- _Input material_:
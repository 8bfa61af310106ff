//! Cache rotation: snapshot, then clear

use std::path::PathBuf;
use std::sync::Arc;

use serde::Serialize;
use tracing::{error, info};

use super::SemanticCacheService;
use crate::domain::snapshot::SnapshotWriter;
use crate::domain::DomainError;
use crate::infrastructure::observability::{record_refresh, set_record_count};

/// Outcome of a completed refresh
#[derive(Debug, Clone, PartialEq, Eq, Serialize)]
pub struct RefreshReport {
    /// Records written to the snapshot
    pub exported: usize,
    /// Records removed from the store
    pub cleared: usize,
    pub snapshot_path: PathBuf,
}

/// Snapshot and refresh manager
#[derive(Debug, Clone)]
pub struct RefreshService {
    cache: Arc<SemanticCacheService>,
    writer: Arc<dyn SnapshotWriter>,
    snapshot_on_shutdown: bool,
}

impl RefreshService {
    pub fn new(cache: Arc<SemanticCacheService>, writer: Arc<dyn SnapshotWriter>) -> Self {
        Self {
            cache,
            writer,
            snapshot_on_shutdown: true,
        }
    }

    pub fn with_snapshot_on_shutdown(mut self, enabled: bool) -> Self {
        self.snapshot_on_shutdown = enabled;
        self
    }

    /// Export every record, persist the snapshot and only then clear
    ///
    /// Runs detached from the caller and with the cache held exclusively, so
    /// no request observes a half-cleared cache.
    pub async fn refresh(&self) -> Result<RefreshReport, DomainError> {
        let cache = Arc::clone(&self.cache);
        let writer = Arc::clone(&self.writer);

        let result = tokio::spawn(async move { rotate(&cache, writer.as_ref()).await })
            .await
            .map_err(|e| DomainError::internal(format!("refresh task failed: {}", e)))?;

        record_refresh(result.is_ok());

        match &result {
            Ok(report) => info!(
                exported = report.exported,
                cleared = report.cleared,
                path = %report.snapshot_path.display(),
                "Cache refreshed"
            ),
            Err(e) => error!(error = %e, "Cache refresh failed, nothing was cleared"),
        }

        result
    }

    /// Explicit shutdown routine: snapshot without clearing
    ///
    /// Returns the number of records written, or `None` when shutdown
    /// snapshots are disabled.
    pub async fn shutdown(&self) -> Result<Option<usize>, DomainError> {
        if !self.snapshot_on_shutdown {
            info!("Shutdown snapshot disabled");
            return Ok(None);
        }

        let _guard = self.cache.lock_exclusive().await;
        let records = self.cache.store().export_all().await?;
        let written = self.writer.write(&records).await?;

        info!(
            records = written,
            path = %self.writer.location().display(),
            "Shutdown snapshot written"
        );
        Ok(Some(written))
    }
}

async fn rotate(
    cache: &SemanticCacheService,
    writer: &dyn SnapshotWriter,
) -> Result<RefreshReport, DomainError> {
    let guard = cache.lock_exclusive().await;

    let records = cache.store().export_all().await?;
    let exported = writer.write(&records).await?;

    let cleared = cache.store().clear().await?;
    cache.reset_index(&guard)?;
    set_record_count(0);

    Ok(RefreshReport {
        exported,
        cleared,
        snapshot_path: writer.location(),
    })
}

#[cfg(test)]
mod tests {
    use super::*;
    use crate::domain::embedding::MockEmbeddingProvider;
    use crate::domain::record::RecordStore;
    use crate::domain::semantic_cache::SemanticCacheConfig;
    use crate::domain::snapshot::MockSnapshotWriter;
    use crate::infrastructure::index::{HnswConfig, HnswIndex};
    use crate::infrastructure::snapshot::{read_snapshot, JsonlSnapshotWriter};
    use crate::infrastructure::storage::InMemoryRecordStore;
    use std::time::Duration;
    use tempfile::TempDir;

    fn cache() -> Arc<SemanticCacheService> {
        let config = SemanticCacheConfig::new().with_dimensions(3).with_threshold(0.1);

        Arc::new(
            SemanticCacheService::new(
                Arc::new(MockEmbeddingProvider::new("mock", 3)),
                Arc::new(InMemoryRecordStore::new(3)),
                Box::new(HnswIndex::new(3, HnswConfig::default()).unwrap()),
                &config,
            )
            .unwrap(),
        )
    }

    async fn seed(cache: &SemanticCacheService) {
        cache.insert("a", vec![1.0, 0.0, 0.0], None).await.unwrap();
        cache.insert("b", vec![0.0, 1.0, 0.0], None).await.unwrap();
        cache.lookup("c", None).await.unwrap();
    }

    #[tokio::test]
    async fn test_refresh_snapshots_then_clears() {
        let dir = TempDir::new().unwrap();
        let path = dir.path().join("current.jsonl");
        let cache = cache();
        seed(&cache).await;
        let before = cache.store().export_all().await.unwrap();

        let writer = JsonlSnapshotWriter::new(&path, dir.path(), Duration::from_secs(5));
        let service = RefreshService::new(Arc::clone(&cache), Arc::new(writer));
        let report = service.refresh().await.unwrap();

        assert_eq!(report.exported, 3);
        assert_eq!(report.cleared, 3);
        assert_eq!(report.snapshot_path, path);
        assert_eq!(read_snapshot(&path).await.unwrap(), before);
        assert_eq!(cache.store().count().await.unwrap(), 0);
        assert_eq!(cache.stats().await.unwrap().indexed, 0);
    }

    #[tokio::test]
    async fn test_failed_snapshot_clears_nothing() {
        let cache = cache();
        seed(&cache).await;

        let mut writer = MockSnapshotWriter::new();
        writer
            .expect_write()
            .times(1)
            .returning(|_| Err(DomainError::storage_io("disk full")));
        writer
            .expect_location()
            .return_const(PathBuf::from("snapshot.jsonl"));

        let service = RefreshService::new(Arc::clone(&cache), Arc::new(writer));
        let result = service.refresh().await;

        assert!(matches!(result, Err(DomainError::StorageIo { .. })));
        assert_eq!(cache.store().count().await.unwrap(), 3);
        assert_eq!(cache.stats().await.unwrap().indexed, 3);
    }

    #[tokio::test]
    async fn test_cache_usable_after_refresh() {
        let dir = TempDir::new().unwrap();
        let cache = cache();
        seed(&cache).await;

        let writer = JsonlSnapshotWriter::new(dir.path().join("s.jsonl"), dir.path(), Duration::from_secs(5));
        RefreshService::new(Arc::clone(&cache), Arc::new(writer))
            .refresh()
            .await
            .unwrap();

        let decision = cache.lookup("a", None).await.unwrap();
        assert!(!decision.is_hit());
        assert_eq!(cache.store().count().await.unwrap(), 1);
    }

    #[tokio::test]
    async fn test_refresh_waits_for_in_flight_requests() {
        let dir = TempDir::new().unwrap();
        let cache = cache();
        let writer = Arc::new(JsonlSnapshotWriter::new(
            dir.path().join("s.jsonl"),
            dir.path(),
            Duration::from_secs(5),
        ));
        let service = RefreshService::new(Arc::clone(&cache), writer);

        let inserts: Vec<_> = (0..20)
            .map(|i| {
                let cache = Arc::clone(&cache);
                tokio::spawn(async move {
                    cache
                        .insert(&format!("t{}", i), vec![1.0, i as f32, 0.5], None)
                        .await
                        .unwrap();
                })
            })
            .collect();
        let report = service.refresh().await.unwrap();
        for insert in inserts {
            insert.await.unwrap();
        }

        // Every insert landed either in the snapshot or in the fresh cache
        let remaining = cache.store().count().await.unwrap();
        assert_eq!(report.exported, report.cleared);
        assert_eq!(report.exported + remaining, 20);
        assert_eq!(cache.stats().await.unwrap().indexed, remaining);
    }

    #[tokio::test]
    async fn test_shutdown_snapshots_without_clearing() {
        let dir = TempDir::new().unwrap();
        let path = dir.path().join("current.jsonl");
        let cache = cache();
        seed(&cache).await;

        let writer = JsonlSnapshotWriter::new(&path, dir.path(), Duration::from_secs(5));
        let service = RefreshService::new(Arc::clone(&cache), Arc::new(writer));

        assert_eq!(service.shutdown().await.unwrap(), Some(3));
        assert_eq!(read_snapshot(&path).await.unwrap().len(), 3);
        assert_eq!(cache.store().count().await.unwrap(), 3);
    }

    #[tokio::test]
    async fn test_shutdown_snapshot_disabled() {
        let mut writer = MockSnapshotWriter::new();
        writer.expect_write().never();

        let service = RefreshService::new(cache(), Arc::new(writer)).with_snapshot_on_shutdown(false);

        assert_eq!(service.shutdown().await.unwrap(), None);
    }
}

- _What this task involves_: Copy back the listing above exactly, but only from the line with "let result = tokio::spawn(async" through the line with "use crate::domain::record::RecordStore;", both ends included.

- _Exercise answer_:
        let result = tokio::spawn(async move { rotate(&cache, writer.as_ref()).await })
            .await
            .map_err(|e| DomainError::internal(format!("refresh task failed: {}", e)))?;

        record_refresh(result.is_ok());

        match &result {
            Ok(report) => info!(
                exported = report.exported,
                cleared = report.cleared,
                path = %report.snapshot_path.display(),
                "Cache refreshed"
            ),
            Err(e) => error!(error = %e, "Cache refresh failed, nothing was cleared"),
        }

        result
    }

    /// Explicit shutdown routine: snapshot without clearing
    ///
    /// Returns the number of records written, or `None` when shutdown
    /// snapshots are disabled.
    pub async fn shutdown(&self) -> Result<Option<usize>, DomainError> {
        if !self.snapshot_on_shutdown {
            info!("Shutdown snapshot disabled");
            return Ok(None);
        }

        let _guard = self.cache.lock_exclusive().await;
        let records = self.cache.store().export_all().await?;
        let written = self.writer.write(&records).await?;

        info!(
            records = written,
            path = %self.writer.location().display(),
            "Shutdown snapshot written"
        );
        Ok(Some(written))
    }
}

async fn rotate(
    cache: &SemanticCacheService,
    writer: &dyn SnapshotWriter,
) -> Result<RefreshReport, DomainError> {
    let guard = cache.lock_exclusive().await;

    let records = cache.store().export_all().await?;
    let exported = writer.write(&records).await?;

    let cleared = cache.store().clear().await?;
    cache.reset_index(&guard)?;
    set_record_count(0);

    Ok(RefreshReport {
        exported,
        cleared,
        snapshot_path: writer.location(),
    })
}

#[cfg(test)]
mod tests {
    use super::*;
    use crate::domain::embedding::MockEmbeddingProvider;
    use crate::domain::record::RecordStore;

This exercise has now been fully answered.